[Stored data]

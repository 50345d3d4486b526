use log::debug;

use std::collections::HashSet;

pub use crate::config::*;
use crate::instruments;

/// An ordered list of answer labels, from the weakest to the strongest agreement.
///
/// The forward map scores the labels 1..=n, the reversed map n..=1.
#[derive(Eq, PartialEq, Debug, Clone)]
pub struct LikertScale {
    labels: Vec<String>,
}

impl LikertScale {
    pub fn new(labels: &[&str]) -> LikertScale {
        LikertScale {
            labels: labels.iter().map(|s| s.to_string()).collect(),
        }
    }

    pub fn from_labels(labels: Vec<String>) -> LikertScale {
        LikertScale { labels }
    }

    pub fn labels(&self) -> &[String] {
        &self.labels
    }

    pub fn forward(&self) -> Vec<AnswerOption> {
        self.labels
            .iter()
            .enumerate()
            .map(|(idx, label)| AnswerOption {
                label: label.clone(),
                score: (idx + 1) as i32,
            })
            .collect()
    }

    pub fn reversed(&self) -> Vec<AnswerOption> {
        let n = self.labels.len();
        self.labels
            .iter()
            .enumerate()
            .map(|(idx, label)| AnswerOption {
                label: label.clone(),
                score: (n - idx) as i32,
            })
            .collect()
    }
}

/// How the options of one question are derived.
#[derive(Eq, PartialEq, Debug, Clone)]
pub enum ScoringRule<'a> {
    /// The shared forward map of the scale.
    Forward(&'a LikertScale),
    /// The shared reversed map of the scale.
    Reversed(&'a LikertScale),
    /// A key of its own: `labels[i]` scores `key[i]`.
    Keyed { labels: &'a [String], key: &'a [i32] },
}

/// Attaches the options resolved from `rule` to a question.
pub fn resolve_options(base: &BaseQuestion, rule: &ScoringRule) -> Question {
    let options = match rule {
        ScoringRule::Forward(scale) => scale.forward(),
        ScoringRule::Reversed(scale) => scale.reversed(),
        ScoringRule::Keyed { labels, key } => labels
            .iter()
            .zip(key.iter())
            .map(|(label, score)| AnswerOption {
                label: label.clone(),
                score: *score,
            })
            .collect(),
    };
    Question {
        index: base.index,
        title: base.title.clone(),
        options,
    }
}

/// Numbers the titles from 1. An empty title list is expanded to `count` blank titles.
pub fn base_questions(titles: &[String], count: usize) -> Vec<BaseQuestion> {
    if titles.is_empty() {
        (1..=count)
            .map(|index| BaseQuestion {
                index: index as u32,
                title: String::new(),
            })
            .collect()
    } else {
        titles
            .iter()
            .enumerate()
            .map(|(idx, title)| BaseQuestion {
                index: (idx + 1) as u32,
                title: title.clone(),
            })
            .collect()
    }
}

/// The identity of a questionnaire, independent of its scoring scheme.
#[derive(Eq, PartialEq, Debug, Clone)]
pub struct QuestionnaireHeader {
    pub id: String,
    pub name: String,
    pub index: u32,
}

/// Builds a Likert questionnaire. Questions listed in `reversed` use the reversed map.
pub fn likert_questionnaire(
    header: QuestionnaireHeader,
    questions: &[BaseQuestion],
    scale: &LikertScale,
    reversed: &[u32],
    scales: Vec<Scale>,
) -> Result<Questionnaire, CatalogError> {
    if scale.labels().is_empty() {
        return Err(CatalogError::EmptyOptionLabels {
            questionnaire: header.id,
        });
    }
    let reversed: HashSet<u32> = reversed.iter().cloned().collect();
    let questions: Vec<Question> = questions
        .iter()
        .map(|q| {
            let rule = if reversed.contains(&q.index) {
                ScoringRule::Reversed(scale)
            } else {
                ScoringRule::Forward(scale)
            };
            resolve_options(q, &rule)
        })
        .collect();
    Questionnaire::new(header, questions, scales)
}

/// Builds a forced-choice questionnaire: question `i` is scored with `keys[i - 1]`.
pub fn forced_choice_questionnaire(
    header: QuestionnaireHeader,
    questions: &[BaseQuestion],
    labels: &[String],
    keys: &[Vec<i32>],
    scales: Vec<Scale>,
) -> Result<Questionnaire, CatalogError> {
    if labels.is_empty() {
        return Err(CatalogError::EmptyOptionLabels {
            questionnaire: header.id,
        });
    }
    let mut res: Vec<Question> = Vec::new();
    for q in questions.iter() {
        let key = keys
            .get((q.index as usize).wrapping_sub(1))
            .map(|k| k.as_slice())
            .unwrap_or(&[]);
        if key.len() != labels.len() {
            return Err(CatalogError::KeyWidthMismatch {
                questionnaire: header.id,
                question: q.index,
                expected: labels.len(),
                found: key.len(),
            });
        }
        res.push(resolve_options(q, &ScoringRule::Keyed { labels, key }));
    }
    Questionnaire::new(header, res, scales)
}

impl Questionnaire {
    /// Assembles a questionnaire and checks that every scale refers to existing questions.
    pub fn new(
        header: QuestionnaireHeader,
        questions: Vec<Question>,
        scales: Vec<Scale>,
    ) -> Result<Questionnaire, CatalogError> {
        let mut seen: HashSet<u32> = HashSet::new();
        for q in questions.iter() {
            if q.index == 0 {
                return Err(CatalogError::InvalidQuestionIndex {
                    questionnaire: header.id,
                });
            }
            if !seen.insert(q.index) {
                return Err(CatalogError::DuplicateQuestion {
                    questionnaire: header.id,
                    question: q.index,
                });
            }
        }
        for scale in scales.iter() {
            if let Some(missing) = scale.questions.iter().find(|i| !seen.contains(*i)) {
                return Err(CatalogError::UnknownScaleQuestion {
                    questionnaire: header.id,
                    scale: scale.name.clone(),
                    question: *missing,
                });
            }
        }
        let mut questions = questions;
        questions.sort_by_key(|q| q.index);
        debug!(
            "Questionnaire {:?}: {} questions, {} scales",
            header.id,
            questions.len(),
            scales.len()
        );
        Ok(Questionnaire {
            id: header.id,
            name: header.name,
            index: header.index,
            questions,
            scales,
        })
    }

    pub fn question(&self, index: u32) -> Option<&Question> {
        self.questions.iter().find(|q| q.index == index)
    }
}

/// All the questionnaires known to a run.
///
/// Built once, then only read.
#[derive(Eq, PartialEq, Debug, Clone)]
pub struct Catalog {
    questionnaires: Vec<Questionnaire>,
}

impl Catalog {
    pub fn new(questionnaires: Vec<Questionnaire>) -> Result<Catalog, CatalogError> {
        let mut ids: HashSet<&str> = HashSet::new();
        for q in questionnaires.iter() {
            if !ids.insert(q.id.as_str()) {
                return Err(CatalogError::DuplicateQuestionnaire { id: q.id.clone() });
            }
        }
        Ok(Catalog { questionnaires })
    }

    /// The instruments shipped with the library.
    pub fn builtin() -> Result<Catalog, CatalogError> {
        Catalog::new(vec![
            instruments::team_questionnaire()?,
            instruments::personnel_questionnaire()?,
        ])
    }

    /// A new catalog holding the questionnaires of both catalogs.
    pub fn merge(&self, other: Vec<Questionnaire>) -> Result<Catalog, CatalogError> {
        let mut all = self.questionnaires.clone();
        all.extend(other);
        Catalog::new(all)
    }

    pub fn get_questionnaire(&self, id: &str) -> Result<&Questionnaire, ScoringError> {
        self.questionnaires
            .iter()
            .find(|q| q.id == id)
            .ok_or_else(|| ScoringError::UnknownQuestionnaire { id: id.to_string() })
    }

    pub fn questionnaires(&self) -> &[Questionnaire] {
        &self.questionnaires
    }
}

### [Action item]
Once the line with "pub fn merge(&self, other: Vec<Questionnaire>)" is found, transcribe it and each line after it through the final line of the entries, exactly and only.

### [Written solution]
    pub fn merge(&self, other: Vec<Questionnaire>) -> Result<Catalog, CatalogError> {
        let mut all = self.questionnaires.clone();
        all.extend(other);
        Catalog::new(all)
    }

    pub fn get_questionnaire(&self, id: &str) -> Result<&Questionnaire, ScoringError> {
        self.questionnaires
            .iter()
            .find(|q| q.id == id)
            .ok_or_else(|| ScoringError::UnknownQuestionnaire { id: id.to_string() })
    }

    pub fn questionnaires(&self) -> &[Questionnaire] {
        &self.questionnaires
    }
}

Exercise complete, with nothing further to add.